Exercise:
Looking at the data, count the lines where the word "account" occurs and answer with only the number.

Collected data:
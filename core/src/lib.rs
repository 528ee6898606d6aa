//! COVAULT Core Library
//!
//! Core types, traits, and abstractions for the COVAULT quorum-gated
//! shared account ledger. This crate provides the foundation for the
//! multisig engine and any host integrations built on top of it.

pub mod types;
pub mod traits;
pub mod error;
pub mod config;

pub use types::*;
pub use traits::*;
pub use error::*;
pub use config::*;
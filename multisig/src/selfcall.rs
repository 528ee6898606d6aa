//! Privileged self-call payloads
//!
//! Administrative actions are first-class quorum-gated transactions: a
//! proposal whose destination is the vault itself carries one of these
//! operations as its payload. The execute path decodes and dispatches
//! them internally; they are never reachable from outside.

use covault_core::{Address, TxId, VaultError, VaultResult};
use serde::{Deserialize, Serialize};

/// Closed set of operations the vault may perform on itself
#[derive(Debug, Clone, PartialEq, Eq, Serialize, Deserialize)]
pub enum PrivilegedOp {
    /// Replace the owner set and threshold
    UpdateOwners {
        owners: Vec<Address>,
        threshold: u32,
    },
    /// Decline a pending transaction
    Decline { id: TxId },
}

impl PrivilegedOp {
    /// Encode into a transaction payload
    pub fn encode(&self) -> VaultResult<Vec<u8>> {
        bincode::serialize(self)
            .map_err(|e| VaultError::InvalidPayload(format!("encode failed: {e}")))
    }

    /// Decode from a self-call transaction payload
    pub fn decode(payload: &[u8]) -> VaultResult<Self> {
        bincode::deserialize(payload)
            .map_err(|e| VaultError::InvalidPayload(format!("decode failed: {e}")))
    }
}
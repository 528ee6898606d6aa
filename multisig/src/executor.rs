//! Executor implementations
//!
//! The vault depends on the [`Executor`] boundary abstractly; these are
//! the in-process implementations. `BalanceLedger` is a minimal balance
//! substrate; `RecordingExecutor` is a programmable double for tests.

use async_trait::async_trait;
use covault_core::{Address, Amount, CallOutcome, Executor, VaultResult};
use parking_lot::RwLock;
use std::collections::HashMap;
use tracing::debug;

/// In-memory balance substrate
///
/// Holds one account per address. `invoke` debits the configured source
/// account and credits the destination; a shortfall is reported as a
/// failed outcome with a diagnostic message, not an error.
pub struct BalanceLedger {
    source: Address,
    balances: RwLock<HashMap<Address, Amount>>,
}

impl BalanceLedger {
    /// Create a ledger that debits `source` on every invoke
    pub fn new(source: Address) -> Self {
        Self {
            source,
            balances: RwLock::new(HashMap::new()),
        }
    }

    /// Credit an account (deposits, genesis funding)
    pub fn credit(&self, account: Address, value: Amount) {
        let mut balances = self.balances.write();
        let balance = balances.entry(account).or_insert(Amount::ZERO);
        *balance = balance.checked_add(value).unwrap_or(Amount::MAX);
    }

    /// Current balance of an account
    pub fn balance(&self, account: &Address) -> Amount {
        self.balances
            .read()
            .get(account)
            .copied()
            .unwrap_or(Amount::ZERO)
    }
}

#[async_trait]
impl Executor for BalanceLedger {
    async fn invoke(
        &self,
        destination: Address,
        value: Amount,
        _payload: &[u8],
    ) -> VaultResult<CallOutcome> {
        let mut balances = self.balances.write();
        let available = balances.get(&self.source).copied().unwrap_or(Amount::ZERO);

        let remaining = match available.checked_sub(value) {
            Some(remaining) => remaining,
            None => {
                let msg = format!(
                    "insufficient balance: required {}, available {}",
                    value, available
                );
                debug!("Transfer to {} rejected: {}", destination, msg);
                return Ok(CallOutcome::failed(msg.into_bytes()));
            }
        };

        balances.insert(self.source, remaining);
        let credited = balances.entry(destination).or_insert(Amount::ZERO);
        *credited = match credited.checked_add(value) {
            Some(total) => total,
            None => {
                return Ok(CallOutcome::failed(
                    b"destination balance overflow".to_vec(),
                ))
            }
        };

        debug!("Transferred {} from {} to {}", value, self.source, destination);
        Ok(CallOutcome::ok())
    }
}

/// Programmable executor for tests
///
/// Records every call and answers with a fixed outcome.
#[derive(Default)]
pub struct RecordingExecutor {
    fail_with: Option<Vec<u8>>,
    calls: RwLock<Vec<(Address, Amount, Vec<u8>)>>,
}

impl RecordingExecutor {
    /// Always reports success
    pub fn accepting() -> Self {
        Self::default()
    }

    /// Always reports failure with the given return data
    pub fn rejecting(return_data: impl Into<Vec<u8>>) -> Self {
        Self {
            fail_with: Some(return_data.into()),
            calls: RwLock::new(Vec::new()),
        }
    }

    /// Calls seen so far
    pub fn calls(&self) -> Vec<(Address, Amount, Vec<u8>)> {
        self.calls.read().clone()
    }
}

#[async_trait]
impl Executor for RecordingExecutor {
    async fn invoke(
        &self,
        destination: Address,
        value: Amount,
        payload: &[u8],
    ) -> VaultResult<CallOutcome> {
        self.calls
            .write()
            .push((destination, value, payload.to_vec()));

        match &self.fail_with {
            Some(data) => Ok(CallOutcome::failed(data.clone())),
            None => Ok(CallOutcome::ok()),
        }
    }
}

* * *

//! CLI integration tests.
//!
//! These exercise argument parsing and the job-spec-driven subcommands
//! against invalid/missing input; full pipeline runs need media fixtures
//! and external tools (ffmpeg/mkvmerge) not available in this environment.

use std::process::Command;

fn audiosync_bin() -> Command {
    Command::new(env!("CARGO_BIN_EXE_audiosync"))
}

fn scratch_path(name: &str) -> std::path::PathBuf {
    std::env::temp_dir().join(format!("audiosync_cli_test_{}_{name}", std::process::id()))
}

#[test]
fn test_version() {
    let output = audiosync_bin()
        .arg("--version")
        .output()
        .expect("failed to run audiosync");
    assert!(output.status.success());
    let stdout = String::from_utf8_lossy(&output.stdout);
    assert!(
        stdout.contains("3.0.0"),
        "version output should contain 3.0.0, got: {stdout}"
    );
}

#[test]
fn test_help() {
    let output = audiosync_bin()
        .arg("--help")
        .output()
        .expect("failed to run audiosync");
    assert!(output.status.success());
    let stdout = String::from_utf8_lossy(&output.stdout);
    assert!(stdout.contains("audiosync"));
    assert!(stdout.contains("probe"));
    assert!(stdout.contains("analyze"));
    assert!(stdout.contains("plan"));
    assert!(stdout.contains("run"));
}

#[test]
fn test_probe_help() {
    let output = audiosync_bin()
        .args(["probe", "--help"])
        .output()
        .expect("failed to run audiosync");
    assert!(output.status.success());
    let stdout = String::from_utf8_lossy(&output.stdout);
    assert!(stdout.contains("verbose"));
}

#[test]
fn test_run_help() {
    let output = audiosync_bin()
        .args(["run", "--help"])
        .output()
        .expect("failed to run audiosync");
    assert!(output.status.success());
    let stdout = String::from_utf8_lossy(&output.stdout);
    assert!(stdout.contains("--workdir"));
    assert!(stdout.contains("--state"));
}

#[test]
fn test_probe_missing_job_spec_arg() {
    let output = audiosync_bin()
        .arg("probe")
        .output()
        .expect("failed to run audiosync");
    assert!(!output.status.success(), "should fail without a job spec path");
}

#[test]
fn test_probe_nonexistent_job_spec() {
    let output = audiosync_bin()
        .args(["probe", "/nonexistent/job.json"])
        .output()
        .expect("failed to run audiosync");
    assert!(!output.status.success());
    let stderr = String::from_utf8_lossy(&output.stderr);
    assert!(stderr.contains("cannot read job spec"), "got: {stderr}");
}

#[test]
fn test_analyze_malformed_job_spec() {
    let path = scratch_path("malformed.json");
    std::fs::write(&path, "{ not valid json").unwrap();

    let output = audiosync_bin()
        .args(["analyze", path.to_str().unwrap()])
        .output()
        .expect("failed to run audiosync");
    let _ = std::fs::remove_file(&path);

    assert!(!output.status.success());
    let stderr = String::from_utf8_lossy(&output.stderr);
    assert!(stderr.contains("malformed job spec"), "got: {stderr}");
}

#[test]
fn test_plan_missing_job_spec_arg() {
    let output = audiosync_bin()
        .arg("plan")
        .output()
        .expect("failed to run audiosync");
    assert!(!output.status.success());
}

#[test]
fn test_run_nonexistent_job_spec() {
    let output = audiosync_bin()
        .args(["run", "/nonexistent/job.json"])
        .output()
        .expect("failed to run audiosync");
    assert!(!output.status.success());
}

Worked solution:
9